=== Requirement ===
Restate word for word the lines of the records below, starting at the line that contains "for node in nodes" and ending at the line that contains "assert_eq!(dawg.get_header().num_words,7);", with both of those lines included and nothing else.

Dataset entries
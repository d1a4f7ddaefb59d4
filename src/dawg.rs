//! On-disk DAWG format, writer and reader
//!
//! A DAWG file is a fixed 64 byte header followed by one packed 32 bit
//! record per node.  Byte order is little endian throughout.  Node 0 is the
//! root, node 1 is the forward word marker, node 2 is the reverse part word
//! marker; the entry points for queries are the child ids of nodes 1 and 2.
//! This positional layout is part of the format.
//!
//! `DawgWriter` accumulates records and writes the file, `Dawg` loads and
//! validates a file and answers membership queries.

use crate::{Error,DYNERR,STDRESULT};

// lexicon constants

pub const MAX_WORD_LENGTH: usize = 32; // lexicons should reject words longer than this

pub const WILDCARD_CHAR: u8 = b'?';
pub const MULTI_CHAR_MATCH_SYMBOL: u8 = b'*';
pub const NOT_MATCH_SYMBOL: u8 = b'^';

pub const START_LETTER: u8 = b'A';
pub const END_LETTER: u8 = b'Z';
pub const DEFAULT_LETTER: u8 = b' '; // used for the root only

pub const FORWARD_WORD_DAWG_SYMBOL: u8 = b'*';
pub const REVERSE_PARTWORD_DAWG_SYMBOL: u8 = b'<';

// format constants

pub const FORWARD_WORD_NODE_ID: u32 = 1;
pub const REVERSE_PARTWORD_NODE_ID: u32 = 2;
pub const MINIMUM_NUMBER_OF_NODES: u32 = 3;
/// child ids are stored in 22 bits
pub const MAX_NODE_ID: u32 = 0x3fffff;

pub const HEADER_LEXICON_NAME_LENGTH: usize = 32;
pub const HEADER_DATE_LENGTH: usize = 20;
pub const HEADER_SIZE: usize = 64;

const CHILD_ID_MASK: u32 = 0x3fffff;

/// One node record.  On disk this is 32 bits: bits 0..21 are the id of the
/// first child (0 means no child), bits 22..29 the letter, bit 30 the
/// terminal flag, bit 31 the last-child flag.
#[derive(Clone,Copy,PartialEq,Debug)]
pub struct DawgNode {
    pub child_node_id: u32,
    pub letter: u8,
    pub is_terminal: bool,
    pub is_last_child: bool
}

impl DawgNode {
    pub fn pack(&self) -> u32 {
        let mut val = self.child_node_id & CHILD_ID_MASK;
        val |= (self.letter as u32) << 22;
        if self.is_terminal {
            val |= 1 << 30;
        }
        if self.is_last_child {
            val |= 1 << 31;
        }
        val
    }
    pub fn unpack(val: u32) -> Self {
        Self {
            child_node_id: val & CHILD_ID_MASK,
            letter: ((val >> 22) & 0xff) as u8,
            is_terminal: val & (1 << 30) != 0,
            is_last_child: val & (1 << 31) != 0
        }
    }
}

/// Fixed layout file header.  The name is NUL padded; a name longer than 32
/// bytes is truncated with no terminator.  The date is an opaque NUL padded
/// string, written as "DD MonthName YYYY".
#[derive(Clone,Debug)]
pub struct DawgHeader {
    pub size: u32,
    pub num_nodes: u32,
    pub lexicon_name: [u8;HEADER_LEXICON_NAME_LENGTH],
    pub date: [u8;HEADER_DATE_LENGTH],
    pub num_words: u32
}

/// copy into a NUL padded fixed buffer, truncating silently
fn fill_padded(dest: &mut [u8],src: &[u8]) {
    let count = src.len().min(dest.len());
    dest[..count].copy_from_slice(&src[..count]);
}

fn trim_padding(buf: &[u8]) -> String {
    let end = buf.iter().position(|b| *b == 0).unwrap_or(buf.len());
    String::from_utf8_lossy(&buf[..end]).to_string()
}

impl DawgHeader {
    fn create(lexicon_name: &str,num_nodes: u32,num_words: u32) -> Self {
        let mut name = [0u8;HEADER_LEXICON_NAME_LENGTH];
        fill_padded(&mut name,lexicon_name.as_bytes());
        let mut date = [0u8;HEADER_DATE_LENGTH];
        let date_string = chrono::Local::now().format("%d %B %Y").to_string();
        fill_padded(&mut date,date_string.as_bytes());
        Self {
            size: HEADER_SIZE as u32,
            num_nodes,
            lexicon_name: name,
            date,
            num_words
        }
    }
    pub fn to_bytes(&self) -> [u8;HEADER_SIZE] {
        let mut buf = [0u8;HEADER_SIZE];
        buf[0..4].copy_from_slice(&u32::to_le_bytes(self.size));
        buf[4..8].copy_from_slice(&u32::to_le_bytes(self.num_nodes));
        buf[8..40].copy_from_slice(&self.lexicon_name);
        buf[40..60].copy_from_slice(&self.date);
        buf[60..64].copy_from_slice(&u32::to_le_bytes(self.num_words));
        buf
    }
    pub fn from_bytes(buf: &[u8]) -> Result<Self,Error> {
        if buf.len() < HEADER_SIZE {
            return Err(Error::FileTooShort);
        }
        let mut lexicon_name = [0u8;HEADER_LEXICON_NAME_LENGTH];
        lexicon_name.copy_from_slice(&buf[8..40]);
        let mut date = [0u8;HEADER_DATE_LENGTH];
        date.copy_from_slice(&buf[40..60]);
        Ok(Self {
            size: u32::from_le_bytes([buf[0],buf[1],buf[2],buf[3]]),
            num_nodes: u32::from_le_bytes([buf[4],buf[5],buf[6],buf[7]]),
            lexicon_name,
            date,
            num_words: u32::from_le_bytes([buf[60],buf[61],buf[62],buf[63]])
        })
    }
    pub fn lexicon_name_string(&self) -> String {
        trim_padding(&self.lexicon_name)
    }
    pub fn date_string(&self) -> String {
        trim_padding(&self.date)
    }
}

/// Accumulates node records in numbered order and writes the file.
/// The node count promised at creation must be delivered exactly.
pub struct DawgWriter {
    header: DawgHeader,
    nodes: Vec<DawgNode>
}

impl DawgWriter {
    pub fn create(lexicon_name: &str,num_nodes: u32,num_words: u32) -> Self {
        Self {
            header: DawgHeader::create(lexicon_name,num_nodes,num_words),
            nodes: Vec::with_capacity(num_nodes as usize)
        }
    }
    pub fn add_node(&mut self,node: DawgNode) {
        debug_assert!((self.nodes.len() as u32) < self.header.num_nodes);
        self.nodes.push(node);
    }
    pub fn to_bytes(&self) -> Result<Vec<u8>,Error> {
        if self.nodes.len() as u32 != self.header.num_nodes {
            return Err(Error::NodeCountMismatch);
        }
        let mut ans = Vec::with_capacity(HEADER_SIZE + 4 * self.nodes.len());
        ans.extend_from_slice(&self.header.to_bytes());
        for node in &self.nodes {
            ans.extend_from_slice(&u32::to_le_bytes(node.pack()));
        }
        Ok(ans)
    }
    pub fn save(&self,file_name: &str) -> STDRESULT {
        std::fs::write(file_name,self.to_bytes()?)?;
        Ok(())
    }
}

/// A loaded DAWG.  The node buffer is immutable after load and must outlive
/// every query.
#[derive(Debug)]
pub struct Dawg {
    header: DawgHeader,
    nodes: Vec<DawgNode>,
    num_reverse_part_words: u32
}

impl Dawg {
    /// Load a DAWG file and validate it.
    pub fn initialize(file_name: &str) -> Result<Self,DYNERR> {
        let buf = std::fs::read(file_name)?;
        Self::from_bytes(&buf)
    }
    /// Load a DAWG from a byte buffer and validate it.
    pub fn from_bytes(buf: &[u8]) -> Result<Self,DYNERR> {
        let header = DawgHeader::from_bytes(buf)?;
        if header.size != HEADER_SIZE as u32 {
            return Err(Box::new(Error::HeaderMismatch));
        }
        let expected_len = HEADER_SIZE + 4 * header.num_nodes as usize;
        if buf.len() < expected_len {
            return Err(Box::new(Error::FileTooShort));
        }
        if header.num_nodes < MINIMUM_NUMBER_OF_NODES {
            return Err(Box::new(Error::TooFewNodes));
        }
        if header.num_nodes > MAX_NODE_ID {
            return Err(Box::new(Error::CapacityExceeded));
        }
        let mut nodes = Vec::with_capacity(header.num_nodes as usize);
        for i in 0..header.num_nodes as usize {
            let off = HEADER_SIZE + 4 * i;
            let val = u32::from_le_bytes([buf[off],buf[off+1],buf[off+2],buf[off+3]]);
            nodes.push(DawgNode::unpack(val));
        }
        let mut ans = Self {
            header,
            nodes,
            num_reverse_part_words: 0
        };
        let num_words = ans.count_num_words();
        if num_words != ans.header.num_words {
            log::error!("header says {} words, graph has {}",ans.header.num_words,num_words);
            return Err(Box::new(Error::HeaderMismatch));
        }
        ans.num_reverse_part_words = ans.count_num_reverse_part_words();
        log::debug!("loaded DAWG '{}' with {} nodes and {} words",
            ans.header.lexicon_name_string(),ans.header.num_nodes,num_words);
        Ok(ans)
    }
    pub fn get_header(&self) -> &DawgHeader {
        &self.header
    }
    pub fn num_reverse_part_words(&self) -> u32 {
        self.num_reverse_part_words
    }
    pub fn is_word(&self,word: &str) -> bool {
        self.is_word_fragment(word.as_bytes(),self.nodes[FORWARD_WORD_NODE_ID as usize].child_node_id,0)
    }
    pub fn is_reverse_part_word(&self,part_word: &str) -> bool {
        self.is_word_fragment(part_word.as_bytes(),self.nodes[REVERSE_PARTWORD_NODE_ID as usize].child_node_id,0)
    }
    /// Scan the sibling run starting at `node_id` for `fragment[matched_length]`,
    /// descending into the child run when a letter matches.  Empty fragments
    /// never match.  Id 0 or an out of range id ends the descent.
    fn is_word_fragment(&self,fragment: &[u8],node_id: u32,matched_length: usize) -> bool {
        if fragment.is_empty() {
            return false;
        }
        if node_id == 0 || node_id >= self.header.num_nodes {
            return false;
        }
        let letter_to_match = fragment[matched_length];
        let mut id = node_id;
        loop {
            let node = &self.nodes[id as usize];
            if node.letter == letter_to_match {
                if matched_length + 1 == fragment.len() {
                    return node.is_terminal;
                }
                return self.is_word_fragment(fragment,node.child_node_id,matched_length + 1);
            }
            if node.is_last_child {
                return false;
            }
            id += 1;
            if id >= self.header.num_nodes {
                return false;
            }
        }
    }
    fn count_num_words(&self) -> u32 {
        self.count_word_fragments_for_tree(self.nodes[FORWARD_WORD_NODE_ID as usize].child_node_id)
    }
    fn count_num_reverse_part_words(&self) -> u32 {
        self.count_word_fragments_for_tree(self.nodes[REVERSE_PARTWORD_NODE_ID as usize].child_node_id)
    }
    /// Count one for every distinct path ending at a terminal node.  Shared
    /// runs are deliberately counted once per path, which makes the total
    /// equal to the number of distinct strings in the sub-graph.
    fn count_word_fragments_for_tree(&self,node_id: u32) -> u32 {
        // recursion stop condition
        if node_id == 0 || node_id >= self.header.num_nodes {
            return 0;
        }
        let node = &self.nodes[node_id as usize];
        let mut num_word_fragments = 0;
        if node.is_terminal {
            num_word_fragments += 1;
        }
        num_word_fragments += self.count_word_fragments_for_tree(node.child_node_id);
        if !node.is_last_child {
            num_word_fragments += self.count_word_fragments_for_tree(node_id + 1);
        }
        num_word_fragments
    }
}

#[cfg(test)]
const TEST_LEXICON: [&str;7] = ["BAT","BATS","CAR","CARS","CAT","CATS","FAT"];

#[cfg(test)]
fn build_seven_word_dawg() -> Vec<u8> {
    let mut trie = crate::trie::Trie::new();
    for word in TEST_LEXICON {
        trie.add_word(word).expect("add failed");
    }
    while !trie.compress().expect("compress failed") {
        // cooperative steps
    }
    let temp_dir = tempfile::tempdir().expect("tempdir failed");
    let path = temp_dir.path().join("seven.lxd");
    trie.save_as_dawg(path.to_str().unwrap(),"seven word lexicon").expect("save failed");
    std::fs::read(&path).expect("read failed")
}

#[test]
fn writer_packs_nodes() {
    // hand built DAWG holding BAT and BATS forward only
    let nodes = [
        DawgNode { child_node_id: 1, letter: b' ', is_terminal: false, is_last_child: true },
        DawgNode { child_node_id: 2, letter: b'*', is_terminal: false, is_last_child: true },
        DawgNode { child_node_id: 3, letter: b'B', is_terminal: false, is_last_child: true },
        DawgNode { child_node_id: 4, letter: b'A', is_terminal: false, is_last_child: true },
        DawgNode { child_node_id: 5, letter: b'T', is_terminal: true, is_last_child: true },
        DawgNode { child_node_id: 0, letter: b'S', is_terminal: true, is_last_child: true }
    ];
    let mut writer = DawgWriter::create("Unit test lexicon",6,2);
    for node in nodes {
        writer.add_node(node);
    }
    let bytes = writer.to_bytes().expect("serialization failed");
    assert_eq!(bytes.len(),HEADER_SIZE + 4 * 6);
    assert_eq!(&bytes[0..8],&hex::decode("4000000006000000").unwrap()[..]);
    assert_eq!(&bytes[8..25],b"Unit test lexicon");
    assert_eq!(&bytes[25..40],&[0u8;15][..]);
    assert_eq!(&bytes[60..64],&hex::decode("02000000").unwrap()[..]);
    let node_str = "010000880200808a0300809004004090050000d50000c0d4";
    assert_eq!(&bytes[64..],&hex::decode(node_str).unwrap()[..]);
}

#[test]
fn writer_rejects_short_count() {
    let mut writer = DawgWriter::create("short",3,0);
    writer.add_node(DawgNode { child_node_id: 0, letter: b' ', is_terminal: false, is_last_child: true });
    match writer.to_bytes() {
        Err(Error::NodeCountMismatch) => {},
        _ => panic!("expected node count mismatch")
    }
}

#[test]
fn round_trip() {
    let buf = build_seven_word_dawg();
    // file size is exactly header plus packed records
    assert_eq!(buf.len(),HEADER_SIZE + 4 * 32);
    let dawg = Dawg::from_bytes(&buf).expect("load failed");
    assert_eq!(dawg.get_header().num_words,7);
    assert_eq!(dawg.get_header().lexicon_name_string(),"seven word lexicon");
    for word in TEST_LEXICON {
        assert!(dawg.is_word(word),"missing {}",word);
    }
    assert!(!dawg.is_word("BA"));
    assert!(!dawg.is_word("BATH"));
    assert!(!dawg.is_word(""));
    assert!(!dawg.is_reverse_part_word(""));
    assert_eq!(dawg.num_reverse_part_words(),13);
}

#[test]
fn reverse_part_words_cover_every_prefix() {
    let buf = build_seven_word_dawg();
    let dawg = Dawg::from_bytes(&buf).expect("load failed");
    for word in TEST_LEXICON {
        for len in 1..=word.len() {
            let part: String = word[0..len].chars().rev().collect();
            assert!(dawg.is_reverse_part_word(&part),"missing {}",part);
        }
    }
    assert!(!dawg.is_reverse_part_word("ZZ"));
    assert!(!dawg.is_reverse_part_word("BAT"));
}

#[test]
fn truncated_file_is_rejected() {
    let buf = build_seven_word_dawg();
    let err = Dawg::from_bytes(&buf[0..HEADER_SIZE-4]).expect_err("should fail");
    assert_eq!(err.to_string(),"file too short");
    let err = Dawg::from_bytes(&buf[0..buf.len()-4]).expect_err("should fail");
    assert_eq!(err.to_string(),"file too short");
}

#[test]
fn word_count_mismatch_is_rejected() {
    let mut buf = build_seven_word_dawg();
    buf[60] += 1;
    let err = Dawg::from_bytes(&buf).expect_err("should fail");
    assert_eq!(err.to_string(),"header does not match content");
}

=== Written answer ===
    for node in nodes {
        writer.add_node(node);
    }
    let bytes = writer.to_bytes().expect("serialization failed");
    assert_eq!(bytes.len(),HEADER_SIZE + 4 * 6);
    assert_eq!(&bytes[0..8],&hex::decode("4000000006000000").unwrap()[..]);
    assert_eq!(&bytes[8..25],b"Unit test lexicon");
    assert_eq!(&bytes[25..40],&[0u8;15][..]);
    assert_eq!(&bytes[60..64],&hex::decode("02000000").unwrap()[..]);
    let node_str = "010000880200808a0300809004004090050000d50000c0d4";
    assert_eq!(&bytes[64..],&hex::decode(node_str).unwrap()[..]);
}

#[test]
fn writer_rejects_short_count() {
    let mut writer = DawgWriter::create("short",3,0);
    writer.add_node(DawgNode { child_node_id: 0, letter: b' ', is_terminal: false, is_last_child: true });
    match writer.to_bytes() {
        Err(Error::NodeCountMismatch) => {},
        _ => panic!("expected node count mismatch")
    }
}

#[test]
fn round_trip() {
    let buf = build_seven_word_dawg();
    // file size is exactly header plus packed records
    assert_eq!(buf.len(),HEADER_SIZE + 4 * 32);
    let dawg = Dawg::from_bytes(&buf).expect("load failed");
    assert_eq!(dawg.get_header().num_words,7);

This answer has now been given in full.